People in the eastern province who cheered a rebel drive a year ago to break away from Ukraine are now suffering from the restrictions the Ukrainian government has imposed.
Emma Hayward reports from Moscow, where ordinary Russians are bearing the brunt of sanctions, and Charles Stratford brings a report from Donetsk on the issues behind increasing economic hardship in the region.
Malaysia’s 1MDB scandal
Recently The Wall Street Journal reported that nearly $700m from sovereign wealth fund 1Malaysia Development (1MDB) was deposited into the Prime Minister Najab Razak’s personal bank account.
For his part, the Prime Minister denies any wrongdoing.
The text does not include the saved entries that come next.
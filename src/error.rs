//! Run-level reconciliation errors.
//!
//! Record-level failures never show up here; they are absorbed into the run report.

use crate::model::SnapshotId;
use crate::payload::PayloadError;
use thiserror::Error;

#[derive(Debug, Error)]
pub enum ReconcileError {
    /// The payload will never decode. The snapshot is moved to `Error`.
    #[error(transparent)]
    MalformedPayload(#[from] PayloadError),
    /// Listing existing devices failed; nothing was mutated.
    #[error("failed to build device index: {0:#}")]
    IndexBuild(#[source] anyhow::Error),
    #[error("snapshot {0} not found")]
    SnapshotNotFound(SnapshotId),
    /// The snapshot could not be read or its status could not be persisted.
    #[error("failed to access snapshot {id}: {source:#}")]
    SnapshotAccess {
        id: SnapshotId,
        #[source]
        source: anyhow::Error,
    },
    /// The caller cancelled the attempt. The snapshot stays `Processing`.
    #[error("reconciliation cancelled")]
    Cancelled,
}

impl ReconcileError {
    /// Whether a later attempt on the same snapshot may succeed.
    pub fn is_retryable(&self) -> bool {
        matches!(
            self,
            ReconcileError::IndexBuild(_)
                | ReconcileError::SnapshotAccess { .. }
                | ReconcileError::Cancelled
        )
    }
}

pub type ReconcileResult<T> = std::result::Result<T, ReconcileError>;

#[cfg(test)]
mod tests {
    use super::*;
    use crate::payload::parse_payload;

    #[test]
    fn test_retry_classification() {
        let malformed = ReconcileError::from(parse_payload(b"{").unwrap_err());
        assert!(!malformed.is_retryable());
        assert!(!ReconcileError::SnapshotNotFound(SnapshotId::from("dis-1")).is_retryable());
        assert!(ReconcileError::IndexBuild(anyhow::anyhow!("store offline")).is_retryable());
        assert!(ReconcileError::Cancelled.is_retryable());
        assert!(ReconcileError::SnapshotAccess {
            id: SnapshotId::from("dis-1"),
            source: anyhow::anyhow!("disk full"),
        }
        .is_retryable());
    }

    #[test]
    fn test_index_error_message() {
        let err = ReconcileError::IndexBuild(anyhow::anyhow!("store offline"));
        assert_eq!(err.to_string(), "failed to build device index: store offline");
    }
}
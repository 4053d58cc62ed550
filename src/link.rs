//! # Link Pass
//!
//! Second pass of a reconciliation attempt: wire each touched device to its parent,
//! found through the parent's serial number. Runs only after every upsert of the
//! merge pass, so a parent listed after its child still resolves.

use crate::error::ReconcileResult;
use crate::index::IdentityIndex;
use crate::model::DeviceId;
use crate::reconcile::CancelToken;
use crate::store::DeviceStore;
use chrono::Utc;
use tracing::{debug, error, info, warn};

/// A parent link that could not be persisted. Never fatal to the run.
#[derive(Debug)]
pub struct LinkFailure {
    pub child: DeviceId,
    pub parent: DeviceId,
    pub error: anyhow::Error,
}

/// Result of the link pass.
#[derive(Debug, Default)]
pub struct LinkOutcome {
    pub links_updated: usize,
    /// Links that were already correct and needed no write.
    pub unchanged: usize,
    /// Devices declaring no parent.
    pub roots: usize,
    /// Parent references that matched no device, or matched the device itself.
    pub unresolved: Vec<DeviceId>,
    pub failures: Vec<LinkFailure>,
}

/// Resolve and persist parent links for `touched` devices.
pub fn link_parents(
    store: &dyn DeviceStore,
    index: &mut IdentityIndex,
    touched: &[DeviceId],
    cancel: &CancelToken,
) -> ReconcileResult<LinkOutcome> {
    let mut outcome = LinkOutcome::default();

    for uid in touched {
        let Some(child) = index.get(uid) else {
            continue;
        };
        let Some(parent_serial) = child.spec.parent_ref() else {
            outcome.roots += 1;
            continue;
        };

        let Some(parent) = index.by_secondary_key(parent_serial) else {
            warn!(
                uid = %uid,
                parent_serial,
                serial = child.spec.serial_number.as_str(),
                "parent device not found"
            );
            outcome.unresolved.push(uid.clone());
            continue;
        };
        let parent_uid = parent.uid().clone();

        if &parent_uid == uid {
            warn!(uid = %uid, parent_serial, "device references itself as parent, not linking");
            outcome.unresolved.push(uid.clone());
            continue;
        }
        if child.spec.parent_id.as_ref() == Some(&parent_uid) {
            debug!(uid = %uid, parent = %parent_uid, "parent link already current");
            outcome.unchanged += 1;
            continue;
        }

        cancel.check()?;
        info!(
            child = child.name(),
            uid = %uid,
            parent = parent.name(),
            parent_uid = %parent_uid,
            "linking device to parent"
        );

        let mut linked = child.clone();
        linked.spec.parent_id = Some(parent_uid.clone());
        linked.metadata.updated_at = Utc::now();

        match store.update_device(&linked) {
            Ok(()) => {
                outcome.links_updated += 1;
                index.insert(linked);
            }
            Err(err) => {
                error!(uid = %uid, parent = %parent_uid, error = %err, "failed to update parent link");
                outcome.failures.push(LinkFailure {
                    child: uid.clone(),
                    parent: parent_uid,
                    error: err,
                });
            }
        }
    }

    debug!(
        links_updated = outcome.links_updated,
        unchanged = outcome.unchanged,
        unresolved = outcome.unresolved.len(),
        failed = outcome.failures.len(),
        "link pass finished"
    );
    Ok(outcome)
}
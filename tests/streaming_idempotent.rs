#[path = "../src/test_support.rs"]
mod test_support;

use std::sync::Arc;

use devgraph::{MemoryStore, Reconciler};
use test_support::{generate_inventory, to_payload};

#[test]
fn generated_inventory_reconciles_idempotently() -> anyhow::Result<()> {
    let inventory = generate_inventory(200, 0.05, 7);
    let payload = to_payload(&inventory.candidates);
    let store = Arc::new(MemoryStore::new());
    let reconciler = Reconciler::with_store(store.clone());

    let first = reconciler.reconcile_payload(payload.as_bytes())?;
    assert_eq!(first.created, inventory.candidates.len());
    assert_eq!(first.links_updated, inventory.expected_links);
    assert_eq!(first.unresolved_parents, inventory.dangling);
    let count_after_first = store.len();
    let specs_after_first: Vec<_> = store.devices().into_iter().map(|d| d.spec).collect();

    let second = reconciler.reconcile_payload(payload.as_bytes())?;
    assert_eq!(count_after_first, store.len());
    assert_eq!(second.created, 0);
    assert_eq!(second.updated, inventory.candidates.len());
    assert_eq!(second.links_updated, 0);
    assert_eq!(second.links_unchanged, inventory.expected_links);

    let specs_after_second: Vec<_> = store.devices().into_iter().map(|d| d.spec).collect();
    assert_eq!(specs_after_first, specs_after_second);
    Ok(())
}

#[test]
fn one_record_per_primary_key_across_runs() -> anyhow::Result<()> {
    let store = Arc::new(MemoryStore::new());
    let reconciler = Reconciler::with_store(store.clone());

    for seed in 0..5 {
        // Same topology, different order each run.
        let inventory = generate_inventory(20, 0.0, 11);
        let mut candidates = inventory.candidates;
        let len = candidates.len();
        candidates.rotate_left(seed * 3 % len);
        reconciler.reconcile_payload(to_payload(&candidates).as_bytes())?;
        assert_eq!(store.len(), candidates.len());
    }
    Ok(())
}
But 1MDB already has its own problems. It is currently sinking under a debt load of $11.6bn, and because of that the credit ratings agency Fitch has threatened to slash the debt rating for the whole of Malaysia, not just the fund.
Kamahl Santamaria spoke to Wan Saiful Wan Jan, the chief executive of the Institute for Democracy and Economic Affairs about the scandal and why there are calls for Prime Minister Najab Razak to resign over it.
Afghanistan’s first solar-powered car
An engineer in Afghanistan is harnessing the power of the sun for a different mode of transport.
He has built the country’s first solar-powered car and he has done it in his own backyard. To finance the project he sold his own car, and when that money ran out he looked for donations.
Jennifer Glasse reports from Afghanistan.